Tuesday, July 02, 2024

The Owls Who Came From Away

Recently, an injured barred owl caused a kerfuffle in my local neighborhood—with everyone trying to help the beautiful bird. While this seemed unusual, Jude Isabella’s careful reporting has enlightened me: these birds are booming in British Columbia, to the detriment of some other owl species. This piece weighs up human villains against owl ones, with unsurprising results.
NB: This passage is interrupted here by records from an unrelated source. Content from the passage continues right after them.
use alloc::borrow::ToOwned;
use alloc::string::{String, ToString};
use alloc::vec::Vec;

use log::trace;
use quick_xml::Reader;
use quick_xml::events::{BytesStart, Event};

use crate::{NodeError, Position};

// -----------------------------------------------------------------------------
// Element

/// One parsed element. Children refer to other elements by index.
#[derive(Debug)]
pub(crate) struct Element {
    pub name: String,
    pub prefix: Option<String>,
    pub attributes: Vec<(String, String)>,
    pub namespaces: Vec<(Option<String>, String)>,
    pub children: Vec<usize>,
    pub text: Option<String>,
    pub parent: Option<usize>,
    pub position: Position,
}

// -----------------------------------------------------------------------------
// Document

/// An arena of elements; the document element is always at index zero.
#[derive(Debug)]
pub(crate) struct Document {
    pub elements: Vec<Element>,
}

fn split_name(raw: &[u8]) -> (Option<String>, String) {
    let name = String::from_utf8_lossy(raw);
    match name.split_once(':') {
        Some((prefix, local)) => (Some(prefix.to_owned()), local.to_owned()),
        None => (None, name.into_owned()),
    }
}

fn to_offset(pos: impl TryInto<usize>) -> usize {
    pos.try_into().unwrap_or(usize::MAX)
}

impl Document {
    /// Looks up the namespace reference bound to the prefix of element `id`.
    pub fn reference(&self, id: usize) -> Option<&str> {
        let prefix = self.elements[id].prefix.as_deref();
        let mut current = Some(id);
        while let Some(at) = current {
            let element = &self.elements[at];
            let found = element.namespaces.iter().find(|(p, _)| p.as_deref() == prefix);
            if let Some((_, reference)) = found {
                return Some(reference.as_str());
            }
            current = element.parent;
        }
        None
    }

    /// Parses `source` into an element arena.
    pub fn parse(source: &str) -> Result<Self, NodeError> {
        let mut reader = Reader::from_str(source);
        let mut elements: Vec<Element> = Vec::new();
        let mut stack: Vec<usize> = Vec::new();
        let mut segments: Vec<Vec<String>> = Vec::new();
        let mut closed = false;

        let syntax = |message: String, offset: usize| NodeError::Syntax {
            message,
            position: Position::locate(source, offset),
        };

        loop {
            let offset = to_offset(reader.buffer_position());
            let event = reader
                .read_event()
                .map_err(|e| syntax(e.to_string(), to_offset(reader.buffer_position())))?;

            match event {
                Event::Start(start) | Event::Empty(start) if closed && stack.is_empty() => {
                    let (_, name) = split_name(start.name().as_ref());
                    return Err(syntax(
                        alloc::format!("unexpected second root element '{name}'"),
                        offset,
                    ));
                }
                Event::Start(start) => {
                    let id = open(&start, &stack, &mut elements, source, offset)?;
                    stack.push(id);
                    segments.push(Vec::new());
                }
                Event::Empty(start) => {
                    open(&start, &stack, &mut elements, source, offset)?;
                    if stack.is_empty() {
                        closed = true;
                    }
                }
                Event::End(_) => {
                    if let Some(id) = stack.pop() {
                        let texts = segments.pop().unwrap_or_default();
                        elements[id].text = join_text(texts, !elements[id].children.is_empty());
                    }
                    if stack.is_empty() {
                        closed = true;
                    }
                }
                Event::Text(text) => {
                    if let Some(current) = segments.last_mut() {
                        let value = text.unescape().map_err(|e| syntax(e.to_string(), offset))?;
                        current.push(value.into_owned());
                    }
                }
                Event::CData(data) => {
                    if let Some(current) = segments.last_mut() {
                        current.push(String::from_utf8_lossy(&data).into_owned());
                    }
                }
                Event::Eof => break,
                other => trace!("skipped {other:?} at {offset}"),
            }
        }

        if !stack.is_empty() {
            return Err(NodeError::UnexpectedEof(Position::locate(source, source.len())));
        }
        if elements.is_empty() {
            return Err(NodeError::NoRoot);
        }
        trace!("parsed {} elements", elements.len());
        Ok(Self { elements })
    }
}

fn open(
    start: &BytesStart<'_>,
    stack: &[usize],
    elements: &mut Vec<Element>,
    source: &str,
    offset: usize,
) -> Result<usize, NodeError> {
    let (prefix, name) = split_name(start.name().as_ref());
    let mut attributes = Vec::new();
    let mut namespaces = Vec::new();

    for attr in start.attributes() {
        let attr = attr.map_err(|e| NodeError::Syntax {
            message: e.to_string(),
            position: Position::locate(source, offset),
        })?;
        let value = attr
            .unescape_value()
            .map_err(|e| NodeError::Syntax {
                message: e.to_string(),
                position: Position::locate(source, offset),
            })?
            .into_owned();
        let key = attr.key.as_ref();
        if key == b"xmlns" {
            namespaces.push((None, value));
        } else if let Some(declared) = key.strip_prefix(b"xmlns:") {
            namespaces.push((Some(String::from_utf8_lossy(declared).into_owned()), value));
        } else {
            let (_, local) = split_name(key);
            attributes.push((local, value));
        }
    }

    let id = elements.len();
    let parent = stack.last().copied();
    elements.push(Element {
        name,
        prefix,
        attributes,
        namespaces,
        children: Vec::new(),
        text: None,
        parent,
        position: Position::locate(source, offset),
    });
    if let Some(parent) = parent {
        elements[parent].children.push(id);
    }
    Ok(id)
}

/// Whitespace between child elements is layout, not content.
fn join_text(texts: Vec<String>, has_children: bool) -> Option<String> {
    let texts: Vec<String> = if has_children {
        texts
            .into_iter()
            .filter(|t| !t.trim().is_empty())
            .map(|t| t.trim().to_string())
            .collect()
    } else {
        texts
    };
    if texts.is_empty() {
        None
    } else {
        Some(texts.concat())
    }
}

#[cfg(test)]
mod tests {
    use super::Document;
    use crate::NodeError;

    #[test]
    fn parse_nested_elements() {
        let doc = Document::parse("<a x='1'>\n  <b>text</b>\n  <c/>\n</a>").unwrap();
        assert_eq!(doc.elements.len(), 3);
        assert_eq!(doc.elements[0].children, vec![1, 2]);
        assert_eq!(doc.elements[0].text, None);
        assert_eq!(doc.elements[1].text.as_deref(), Some("text"));
        assert_eq!(doc.elements[0].attributes, vec![("x".into(), "1".into())]);
        assert_eq!(doc.elements[2].position.line(), 3);
    }

    #[test]
    fn parse_entities_and_cdata() {
        let doc = Document::parse("<a>x &amp; <![CDATA[<y>]]></a>").unwrap();
        assert_eq!(doc.elements[0].text.as_deref(), Some("x & <y>"));
    }

    #[test]
    fn parse_namespaces() {
        let doc = Document::parse("<p:a xmlns:p='urn:a'><p:b/></p:a>").unwrap();
        let child = &doc.elements[1];
        assert_eq!(child.name, "b");
        assert_eq!(child.prefix.as_deref(), Some("p"));
        assert_eq!(doc.reference(1), Some("urn:a"));
        assert!(doc.elements[0].attributes.is_empty());
    }

    #[test]
    fn parse_rejects_unclosed() {
        let err = Document::parse("<a><b></b>").unwrap_err();
        assert!(matches!(err, NodeError::UnexpectedEof(_) | NodeError::Syntax { .. }));
    }

    #[test]
    fn parse_rejects_empty() {
        assert!(matches!(Document::parse("   ").unwrap_err(), NodeError::NoRoot));
    }
}
//! Containers for static storage of [`Class`] values.
//!
//! - [`NonGenericClassCell`] wraps a [`OnceLock`], for concrete types.
//! - [`GenericClassCell`] keys leaked classes by [`TypeId`], because a
//!   `static` inside a generic function is shared by every instantiation.

use alloc::boxed::Box;
use core::any::{Any, TypeId};
use std::sync::OnceLock;

use parking_lot::RwLock;

use crate::class::Class;
use crate::utils::TypeIdMap;

// -----------------------------------------------------------------------------
// NonGenericClassCell

/// Lazily initialized [`Class`] of a non generic type.
///
/// # Examples
///
/// ```
/// use vc_bind::class::{Class, NonGenericClassCell, PrimitiveInfo, Type, Typed};
///
/// struct Celsius(f32);
///
/// impl core::str::FromStr for Celsius {
///     type Err = core::num::ParseFloatError;
///     fn from_str(s: &str) -> Result<Self, Self::Err> {
///         s.parse().map(Celsius)
///     }
/// }
///
/// impl core::fmt::Display for Celsius {
///     fn fmt(&self, f: &mut core::fmt::Formatter<'_>) -> core::fmt::Result {
///         self.0.fmt(f)
///     }
/// }
///
/// impl Typed for Celsius {
///     fn class() -> &'static Class {
///         static CELL: NonGenericClassCell = NonGenericClassCell::new();
///         CELL.get_or_init(|| {
///             Class::Primitive(PrimitiveInfo::parsed::<Self>(Type::of::<Self>("Celsius", "Celsius")))
///         })
///     }
/// }
///
/// assert!(Celsius::class().is_primitive());
/// ```
pub struct NonGenericClassCell(OnceLock<Class>);

impl NonGenericClassCell {
    #[inline]
    pub const fn new() -> Self {
        Self(OnceLock::new())
    }

    #[inline]
    pub fn get_or_init<F>(&self, f: F) -> &Class
    where
        F: FnOnce() -> Class,
    {
        self.0.get_or_init(f)
    }
}

// -----------------------------------------------------------------------------
// GenericClassCell

/// Lazily initialized [`Class`] per instantiation of a generic type.
///
/// # Examples
///
/// ```
/// use vc_bind::class::{Class, GenericClassCell, Typed};
///
/// struct Wrapper<T>(Vec<T>);
///
/// impl<T: Typed> Typed for Wrapper<T> {
///     fn class() -> &'static Class {
///         static CELL: GenericClassCell = GenericClassCell::new();
///         CELL.get_or_insert::<Self>(|| <Vec<T> as Typed>::class().clone())
///     }
/// }
///
/// assert!(Wrapper::<u8>::class().is_list());
/// ```
pub struct GenericClassCell(RwLock<TypeIdMap<&'static Class>>);

impl GenericClassCell {
    #[inline]
    pub const fn new() -> Self {
        Self(RwLock::new(TypeIdMap::new()))
    }

    #[inline(always)]
    pub fn get_or_insert<G: Any + ?Sized>(&self, f: impl FnOnce() -> Class) -> &'static Class {
        self.get_or_insert_by_type_id(TypeId::of::<G>(), f)
    }

    #[inline(never)]
    fn get_or_insert_by_type_id(&self, type_id: TypeId, f: impl FnOnce() -> Class) -> &'static Class {
        if let Some(class) = self.0.read().get(&type_id).copied() {
            return class;
        }
        // Built outside the lock; the class of a nested type may need the same cell.
        let class = f();
        *self
            .0
            .write()
            .get_or_insert(type_id, || Box::leak(Box::new(class)))
    }
}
Healthy, diverse forests in the east also typically have open areas, carved into the canopy by wind or ice storms or through natural stand development over time. Barred owls thrive in such patchiness; they sweep soundlessly through the open spaces to hunt for prey. Before colonists thoroughly logged the Pacific Northwest, barred owls might have struggled to survive in its comparatively dense old-growth forests. But just as settlers altered the Great Plains in a way that may have provided a conduit west, so too did industrial logging of the Pacific Northwest’s old-growth forests help the region feel more like home for barred owls.

And so the barred owl did what any species would do when limits on its establishment and growth are gone. As Charles Darwin observed in 1859, “Lighten any check, mitigate the destruction ever so slightly, and the number of species will almost instantaneously increase to any amount.” Many species go forth and proliferate when opportunity arises; the barred owl is no exception.